Looking across subsectors, the returns to experience in commerce (wholesale and retail); transportation and communications (the latter comprising post and telecommunications); finance; real estate; and business services exceed those in manufacturing in both HICs and LMICs. These subsector aggregates might conceal variations across constituent occupations. For example, evidence suggests that alongside agricultural workers, elementary service occupations (involving manual labor) have the lowest returns.

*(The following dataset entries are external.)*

//! Accent-insensitive prefix search over the product catalog.
//!
//! A query matches a product when any whitespace-delimited word of the
//! product's name or category starts with the query. Both sides are compared
//! raw and with Vietnamese diacritics stripped, in all four combinations, so
//! a user typing plain Latin characters still matches accented names and
//! vice versa ("chuot" matches "Chuột Gaming Logitech", "Chuộ" matches too).
//!
//! Filters and sorting are applied after the text match. Sorting copies the
//! working set; the caller's slice is never reordered.

use serde::{Deserialize, Serialize};

use techstore_core::Category;
use techstore_core::text::strip_diacritics;

use crate::catalog::Product;

/// Maximum number of search-as-you-type suggestions.
const MAX_SUGGESTIONS: usize = 8;

/// Brand tokens recognized for suggestion derivation.
const BRANDS: &[&str] = &[
    "hp", "dell", "lenovo", "asus", "canon", "sony", "logitech", "apple", "samsung",
];

/// An inclusive price range on the canonical price field.
#[derive(Debug, Clone, Copy, PartialEq, Eq, Serialize, Deserialize)]
pub struct PriceRange {
    pub min: i64,
    pub max: i64,
}

impl PriceRange {
    /// Create a new inclusive range.
    #[must_use]
    pub const fn new(min: i64, max: i64) -> Self {
        Self { min, max }
    }

    const fn contains(&self, price: i64) -> bool {
        price >= self.min && price <= self.max
    }
}

/// Search filters, applied as a conjunction after the text match.
#[derive(Debug, Default, Clone)]
pub struct SearchFilters {
    /// Exact category match. `None` means no category filtering.
    pub category: Option<Category>,
    /// Inclusive price range on `price_number`.
    pub price_range: Option<PriceRange>,
    /// Minimum rating threshold (inclusive).
    pub min_rating: Option<f32>,
    /// Result ordering.
    pub sort_by: SearchSort,
}

/// Search sort order.
#[derive(Debug, Default, Clone, Copy, PartialEq, Eq)]
pub enum SearchSort {
    /// Keep the catalog's original order.
    #[default]
    Default,
    /// Price ascending.
    PriceLow,
    /// Price descending.
    PriceHigh,
    /// Rating descending.
    Rating,
    /// Creation date descending.
    Newest,
}

impl SearchSort {
    /// Parse from a URL/CLI parameter value.
    #[must_use]
    pub fn parse(s: &str) -> Self {
        match s {
            "price-low" => Self::PriceLow,
            "price-high" => Self::PriceHigh,
            "rating" => Self::Rating,
            "newest" => Self::Newest,
            _ => Self::Default,
        }
    }

    /// Convert to a URL/CLI parameter value.
    #[must_use]
    pub const fn as_str(self) -> &'static str {
        match self {
            Self::Default => "default",
            Self::PriceLow => "price-low",
            Self::PriceHigh => "price-high",
            Self::Rating => "rating",
            Self::Newest => "newest",
        }
    }
}

/// Whether any whitespace-delimited word in `text` starts with `query`.
///
/// Four-way comparison: each of raw word and stripped word is tested against
/// each of raw query and stripped query, all case-insensitively. An empty or
/// whitespace-only query never matches (callers skip the text filter for
/// empty queries instead).
#[must_use]
pub fn has_word_starting_with(text: &str, query: &str) -> bool {
    if query.trim().is_empty() {
        return false;
    }

    let query_lower = query.to_lowercase();
    let query_stripped = strip_diacritics(query);

    text.split_whitespace().any(|word| {
        let word_lower = word.to_lowercase();
        let word_stripped = strip_diacritics(word);
        word_lower.starts_with(&query_lower)
            || word_stripped.starts_with(&query_stripped)
            || word_lower.starts_with(&query_stripped)
            || word_stripped.starts_with(&query_lower)
    })
}

fn matches_query(product: &Product, query: &str) -> bool {
    has_word_starting_with(&product.name, query)
        || has_word_starting_with(product.category.as_str(), query)
}

/// Search the catalog.
///
/// An empty query matches every product; filters and sort still apply.
#[must_use]
pub fn search_products(products: &[Product], query: &str, filters: &SearchFilters) -> Vec<Product> {
    let mut results: Vec<Product> = products
        .iter()
        .filter(|p| query.trim().is_empty() || matches_query(p, query))
        .filter(|p| {
            filters
                .category
                .as_ref()
                .is_none_or(|c| &p.category == c)
        })
        .filter(|p| {
            filters
                .price_range
                .is_none_or(|range| range.contains(p.price_number))
        })
        .filter(|p| filters.min_rating.is_none_or(|min| p.rating >= min))
        .cloned()
        .collect();

    match filters.sort_by {
        SearchSort::Default => {}
        SearchSort::PriceLow => results.sort_by_key(|p| p.price_number),
        SearchSort::PriceHigh => results.sort_by_key(|p| std::cmp::Reverse(p.price_number)),
        SearchSort::Rating => {
            results.sort_by(|a, b| b.rating.partial_cmp(&a.rating).unwrap_or(std::cmp::Ordering::Equal));
        }
        SearchSort::Newest => results.sort_by_key(|p| std::cmp::Reverse(p.created_at)),
    }

    results
}

/// Derive search-as-you-type suggestions for `query`.
///
/// Matching products contribute their lowercased category, their own name
/// words (when the word itself prefix-matches the query and is longer than
/// 2 characters), and `"{category} {brand}"` pairs for brand tokens that
/// prefix-match the query or the product name. Deduplicated in insertion
/// order, capped at 8.
#[must_use]
pub fn search_suggestions(products: &[Product], query: &str) -> Vec<String> {
    if query.trim().is_empty() {
        return Vec::new();
    }

    let mut suggestions: Vec<String> = Vec::new();
    let mut push = |s: String| {
        if !suggestions.contains(&s) && suggestions.len() < MAX_SUGGESTIONS {
            suggestions.push(s);
        }
    };

    for product in products.iter().filter(|p| matches_query(p, query)) {
        let category = product.category.as_str().to_lowercase();
        push(category.clone());

        for word in product.name.split_whitespace() {
            if word.chars().count() > 2 && has_word_starting_with(word, query) {
                push(word.to_lowercase());
            }
        }

        for brand in BRANDS {
            if has_word_starting_with(brand, query) || has_word_starting_with(&product.name, brand)
            {
                push(format!("{category} {brand}"));
            }
        }
    }

    suggestions
}

/// Canned popular searches shown before the user types anything.
#[must_use]
pub fn popular_searches() -> Vec<&'static str> {
    vec![
        "camera 4k",
        "laptop gaming",
        "macbook pro",
        "tai nghe bluetooth",
        "chuột gaming",
        "bàn phím cơ",
        "camera an ninh",
        "laptop dell",
    ]
}

#[cfg(test)]
mod tests {
    use super::*;
    use crate::catalog::Catalog;

    fn catalog() -> Catalog {
        Catalog::fixture()
    }

    #[test]
    fn test_prefix_match_on_name_word() {
        let results = search_products(catalog().all(), "cam", &SearchFilters::default());
        assert!(results.iter().any(|p| p.name == "Camera HD Pro 4K"));
        // Every match starts a word with "cam" in name or category.
        for p in &results {
            assert!(
                has_word_starting_with(&p.name, "cam")
                    || has_word_starting_with(p.category.as_str(), "cam")
            );
        }
    }

    #[test]
    fn test_mid_word_does_not_match() {
        // "pro" appears mid-name in "Inspiron" but only word-initial
        // occurrences count.
        assert!(!has_word_starting_with("Dell Inspiron 15", "spi"));
        assert!(!has_word_starting_with("Xcam", "cam"));
        assert!(has_word_starting_with("MacBook Pro M3", "pro"));
    }

    #[test]
    fn test_accent_insensitive_both_directions() {
        assert!(has_word_starting_with("Chuột Gaming Logitech", "chuot"));
        assert!(has_word_starting_with("Chuot Gaming", "chuộ"));
        assert!(has_word_starting_with("Phụ kiện", "phu"));
    }

    #[test]
    fn test_empty_query_returns_all() {
        let all = catalog();
        let results = search_products(all.all(), "", &SearchFilters::default());
        assert_eq!(results.len(), all.all().len());
    }

    #[test]
    fn test_laptop_query_price_low() {
        let filters = SearchFilters {
            sort_by: SearchSort::PriceLow,
            ..Default::default()
        };
        let results = search_products(catalog().all(), "laptop", &filters);
        assert!(!results.is_empty());
        assert!(results.iter().all(|p| p.category == Category::Laptop));
        for pair in results.windows(2) {
            assert!(pair[0].price_number <= pair[1].price_number);
        }
    }

    #[test]
    fn test_category_filter_conjunction() {
        let filters = SearchFilters {
            category: Some(Category::Camera),
            ..Default::default()
        };
        let results = search_products(catalog().all(), "", &filters);
        assert_eq!(results.len(), 5);
    }

    #[test]
    fn test_price_range_inclusive() {
        let filters = SearchFilters {
            price_range: Some(PriceRange::new(1_200_000, 3_500_000)),
            ..Default::default()
        };
        let results = search_products(catalog().all(), "", &filters);
        // Exactly the three accessories sit inside this range, bounds included.
        assert_eq!(results.len(), 3);
        assert!(results.iter().any(|p| p.price_number == 1_200_000));
        assert!(results.iter().any(|p| p.price_number == 3_500_000));
    }

    #[test]
    fn test_min_rating_filter() {
        let filters = SearchFilters {
            min_rating: Some(4.8),
            ..Default::default()
        };
        let results = search_products(catalog().all(), "", &filters);
        assert!(results.iter().all(|p| p.rating >= 4.8));
        assert!(!results.is_empty());
    }

    #[test]
    fn test_sort_does_not_mutate_input() {
        let all = catalog();
        let before: Vec<_> = all.all().iter().map(|p| p.id).collect();
        let filters = SearchFilters {
            sort_by: SearchSort::PriceHigh,
            ..Default::default()
        };
        let _ = search_products(all.all(), "", &filters);
        let after: Vec<_> = all.all().iter().map(|p| p.id).collect();
        assert_eq!(before, after);
    }

    #[test]
    fn test_sort_newest_descending() {
        let filters = SearchFilters {
            sort_by: SearchSort::Newest,
            ..Default::default()
        };
        let results = search_products(catalog().all(), "", &filters);
        for pair in results.windows(2) {
            assert!(pair[0].created_at >= pair[1].created_at);
        }
    }

    #[test]
    fn test_sort_parse_roundtrip() {
        for sort in [
            SearchSort::Default,
            SearchSort::PriceLow,
            SearchSort::PriceHigh,
            SearchSort::Rating,
            SearchSort::Newest,
        ] {
            assert_eq!(SearchSort::parse(sort.as_str()), sort);
        }
        assert_eq!(SearchSort::parse("garbage"), SearchSort::Default);
    }

    #[test]
    fn test_suggestions_include_matching_name_words() {
        let suggestions = search_suggestions(catalog().all(), "len");
        assert!(suggestions.iter().any(|s| s == "lenovo"));
    }

    #[test]
    fn test_suggestions_include_matching_category() {
        let suggestions = search_suggestions(catalog().all(), "chuot");
        assert!(suggestions.iter().any(|s| s == "phụ kiện"));

        let suggestions = search_suggestions(catalog().all(), "dell");
        assert!(suggestions.iter().any(|s| s == "laptop"));
    }

    #[test]
    fn test_suggestions_brand_category_pairs() {
        let suggestions = search_suggestions(catalog().all(), "dell");
        assert!(suggestions.iter().any(|s| s == "laptop dell"));
    }

    #[test]
    fn test_suggestions_capped_and_deduped() {
        let suggestions = search_suggestions(catalog().all(), "ca");
        assert!(suggestions.len() <= MAX_SUGGESTIONS);
        let mut seen = suggestions.clone();
        seen.sort();
        seen.dedup();
        assert_eq!(seen.len(), suggestions.len());
    }

    #[test]
    fn test_suggestions_empty_query() {
        assert!(search_suggestions(catalog().all(), "  ").is_empty());
    }
}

A more direct way to measure learning by doing is to measure returns to experience by following workers over time and across jobs. Yet most Mincer-type analyses of the relationship between age and wages do not fully capture learning by working in a particular sector because people may change jobs or sectors over their working lives. In a recent study based on 2003–15 longitudinal employer-employee panel data from the universe of formal sector workers and firms in Brazil, Artuç and Bastos (2020) circumvent this measurement challenge because they can track individual workers over time, as they move across firms and sectors. They show significant wage returns associated with experience, especially in global innovator services. Relative to all other subsectors (in manufacturing and services), the percentage wage change from one more year of experience was 2.2 percent in ICT services, compared with only 0.6 percent in accommodation and food services. The corresponding changes in apparel and automotive manufacturing, respectively, were 0.4 percent and 1.5 percent.18
In addition, learning by working might be more transferable in services than in manufacturing. In high-skill manufacturing industries, job experience only translates into higher wages when workers keep working in those industries, whereas in global innovator services, earnings associated with experience remain high even if workers move to a different industry (Artuç and Bastos 2020).19 Relative to all other subsectors (in manufacturing and services), the percentage wage change from one more year of experience when the worker had changed industries was about 1.9 percent in global innovator services (figure 2.26). In manufacturing, the corresponding change in wages was negative.